Name@Type@File@Content memory@Concurrent@Shareable
\^@\^@\^@_@\^@\^
.T&
c | c | c | c | c | c | c
l | l | l | l | l | l | l . 
\^@\^@name@type@limit@access@\^
_
ndbm@hash@index\**@static@1Kb@none@no
gdbm@hash@index.db@dynamic@\-@file locking@no
btree@binary tree@index.bt@static@\-@none@yes
.TE

.(f
\** ndbm databases are physically represented by two files,
.i index.dir
and
.i index.pag ,
but are referred to simply as
.i index
by the interface routines.
.)f
Those types that have no built in concurrent access strategy are provided
with
.b flock (2)
based file locking by \*M.
.lp
Berkeley DB initializes its databases very quickly, so
.b btree
may have some performance advantages when doing
.b man
searches.
However, it is quite heavyweight and its library SONAME and on-disk formats
have changed a number of times to provide features considerably beyond what
\*M needs, so the preferred library interface is now
.b gdbm .
.b configure
will look for
.b gdbm ,
.b btree
and then finally
.b ndbm
routines when configuring \*M.
.BS 2 "Sharing databases in a heterogeneous environment"
It may be necessary or advantageous to share databases across
platforms, regardless of the potential file locking problems.
.lp
An example would be a user having a personal manual page hierarchy in an NFS
based home directory environment, whereby the home directory is held on and
mounted from a single machine in a heterogeneous network.
.lp
In this context, the database cache will have the same name and reside in
the same place on all machines.
There are at least two ways to deal with this problem.
.bu
Hack the
.i include/manconfig.h
file on each platform to provide a unique database name for each system.

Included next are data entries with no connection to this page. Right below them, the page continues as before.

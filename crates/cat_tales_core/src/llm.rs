//! crates/cat_tales_core/src/llm.rs
//!
//! Request/response types for the LLM gateway port, plus the gateway error
//! taxonomy. The error carries a structured [`GatewayErrorKind`] set at the
//! point the error is raised; retry decisions and the user-facing failure
//! messages are exhaustive matches over that kind instead of fragile text
//! matching. A substring classifier is still provided for upstreams that
//! only hand back free-text messages.

use crate::params::GenerationParams;
use serde::{Deserialize, Serialize};

/// A single completion request, fully assembled by the orchestrator.
#[derive(Debug, Clone)]
pub struct CompletionRequest {
    /// Concrete model name (e.g. "gpt-4o-mini"), resolved from the tier.
    pub model: String,
    pub system_prompt: String,
    pub user_prompt: String,
    pub params: GenerationParams,
}

/// Token accounting reported by the completion API.
#[derive(Debug, Clone, Copy, PartialEq, Eq, Serialize, Deserialize)]
pub struct TokenUsage {
    pub prompt_tokens: u32,
    pub completion_tokens: u32,
    pub total_tokens: u32,
}

/// A successful completion: the raw text plus token usage.
#[derive(Debug, Clone)]
pub struct Completion {
    pub text: String,
    pub usage: TokenUsage,
}

/// What went wrong at the gateway, reduced to the categories the retry
/// policy and the user-message mapping care about.
#[derive(Debug, Clone, Copy, PartialEq, Eq)]
pub enum GatewayErrorKind {
    /// HTTP 429 or an explicit rate-limit message.
    RateLimited,
    /// The bounded call did not return in time.
    Timeout,
    /// 5xx / "internal error" / "service unavailable" class failures.
    ServerError,
    /// The provider refused the content on policy/safety grounds.
    ContentPolicy,
    /// 401/403 — a configuration problem, retrying cannot help.
    Auth,
    /// Context/token budget exceeded.
    TokenBudget,
    /// The response body could not be parsed into the expected shape.
    Malformed,
    Unknown,
}

impl GatewayErrorKind {
    /// Whether the queue substrate should retry an attempt that failed with
    /// this kind. Non-retryable failures are surfaced once and swallowed so
    /// no further spend is wasted on them.
    pub fn is_retryable(&self) -> bool {
        matches!(
            self,
            Self::RateLimited | Self::Timeout | Self::ServerError | Self::Unknown
        )
    }

    /// The message shown to the end user when a generation fails with this
    /// kind. Technical detail stays in logs, never in this string.
    pub fn user_message(&self) -> &'static str {
        match self {
            Self::RateLimited => {
                "AI service is currently busy. Your request will be retried shortly."
            }
            Self::Timeout => {
                "The AI service took too long to respond. Try again with a shorter document."
            }
            Self::ServerError => {
                "The AI service is temporarily unavailable. Please try again later."
            }
            Self::ContentPolicy => {
                "This document was blocked by the AI service's content guidelines."
            }
            Self::TokenBudget => "This document is too long for the selected AI model.",
            Self::Auth => "The AI service rejected our credentials. Please contact support.",
            Self::Malformed => {
                "The AI service returned an unexpected response. Please try regenerating."
            }
            Self::Unknown => "Something went wrong while generating your story. Please try again.",
        }
    }

    /// Fallback classification for free-text error messages, used when the
    /// upstream provides no machine-readable code. Case-insensitive
    /// substring matching over the phrases the completion API is known to
    /// emit.
    pub fn classify_message(message: &str) -> Self {
        let lower = message.to_lowercase();
        if lower.contains("rate limit") || lower.contains("too many requests") {
            Self::RateLimited
        } else if lower.contains("timed out") || lower.contains("timeout") {
            Self::Timeout
        } else if lower.contains("server error")
            || lower.contains("internal error")
            || lower.contains("service unavailable")
            || lower.contains("temporarily unavailable")
            || lower.contains("unavailable")
        {
            Self::ServerError
        } else if lower.contains("content policy")
            || lower.contains("content_policy")
            || lower.contains("safety")
            || lower.contains("content management policy")
        {
            Self::ContentPolicy
        } else if lower.contains("maximum context length")
            || lower.contains("context length")
            || lower.contains("token limit")
            || lower.contains("max_tokens")
            || lower.contains("too many tokens")
        {
            Self::TokenBudget
        } else if lower.contains("api key")
            || lower.contains("authentication")
            || lower.contains("unauthorized")
            || lower.contains("invalid_api_key")
        {
            Self::Auth
        } else if lower.contains("invalid json") || lower.contains("malformed") {
            Self::Malformed
        } else {
            Self::Unknown
        }
    }
}

/// Failure of a single gateway call. The upstream message is preserved
/// verbatim for logs; `kind` drives everything else.
#[derive(Debug, Clone, thiserror::Error)]
#[error("LLM gateway error ({kind:?}{}): {message}", status.map(|s| format!(", HTTP {s}")).unwrap_or_default())]
pub struct GatewayError {
    pub kind: GatewayErrorKind,
    pub status: Option<u16>,
    pub message: String,
}

impl GatewayError {
    pub fn new(kind: GatewayErrorKind, message: impl Into<String>) -> Self {
        Self {
            kind,
            status: None,
            message: message.into(),
        }
    }

    pub fn with_status(mut self, status: u16) -> Self {
        self.status = Some(status);
        self
    }

    /// Builds an error from a free-text upstream message, classifying it by
    /// substring.
    pub fn from_message(message: impl Into<String>) -> Self {
        let message = message.into();
        Self {
            kind: GatewayErrorKind::classify_message(&message),
            status: None,
            message,
        }
    }

    pub fn is_retryable(&self) -> bool {
        self.kind.is_retryable()
    }
}

#[cfg(test)]
mod tests {
    use super::*;

    #[test]
    fn rate_limit_message_is_retryable() {
        let err = GatewayError::from_message("Rate limit exceeded, please retry");
        assert_eq!(err.kind, GatewayErrorKind::RateLimited);
        assert!(err.is_retryable());
    }

    #[test]
    fn malformed_json_is_not_retryable() {
        let err = GatewayError::from_message("Invalid JSON in response: Syntax error");
        assert_eq!(err.kind, GatewayErrorKind::Malformed);
        assert!(!err.is_retryable());
    }

    #[test]
    fn classification_is_case_insensitive() {
        assert_eq!(
            GatewayErrorKind::classify_message("RATE LIMIT reached"),
            GatewayErrorKind::RateLimited
        );
        assert_eq!(
            GatewayErrorKind::classify_message("Service Temporarily Unavailable"),
            GatewayErrorKind::ServerError
        );
        assert_eq!(
            GatewayErrorKind::classify_message("Request TIMED OUT after 120s"),
            GatewayErrorKind::Timeout
        );
    }

    #[test]
    fn auth_and_policy_failures_are_terminal() {
        for kind in [
            GatewayErrorKind::Auth,
            GatewayErrorKind::ContentPolicy,
            GatewayErrorKind::TokenBudget,
            GatewayErrorKind::Malformed,
        ] {
            assert!(!kind.is_retryable(), "{kind:?} must not be retried");
        }
    }

    #[test]
    fn every_kind_has_a_user_message() {
        // The user never sees the raw upstream text for gateway failures.
        let kinds = [
            GatewayErrorKind::RateLimited,
            GatewayErrorKind::Timeout,
            GatewayErrorKind::ServerError,
            GatewayErrorKind::ContentPolicy,
            GatewayErrorKind::TokenBudget,
            GatewayErrorKind::Auth,
            GatewayErrorKind::Malformed,
            GatewayErrorKind::Unknown,
        ];
        for kind in kinds {
            assert!(!kind.user_message().is_empty());
        }
    }
}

No databases will be shared.
.bu
Install and use the Berkeley DB database interface library on each platform.
These databases can be shared across big-endian/little-endian platforms
although a database created on a big-endian platform will suffer a small
access penalty when used by a litle-endian machine and vice-versa.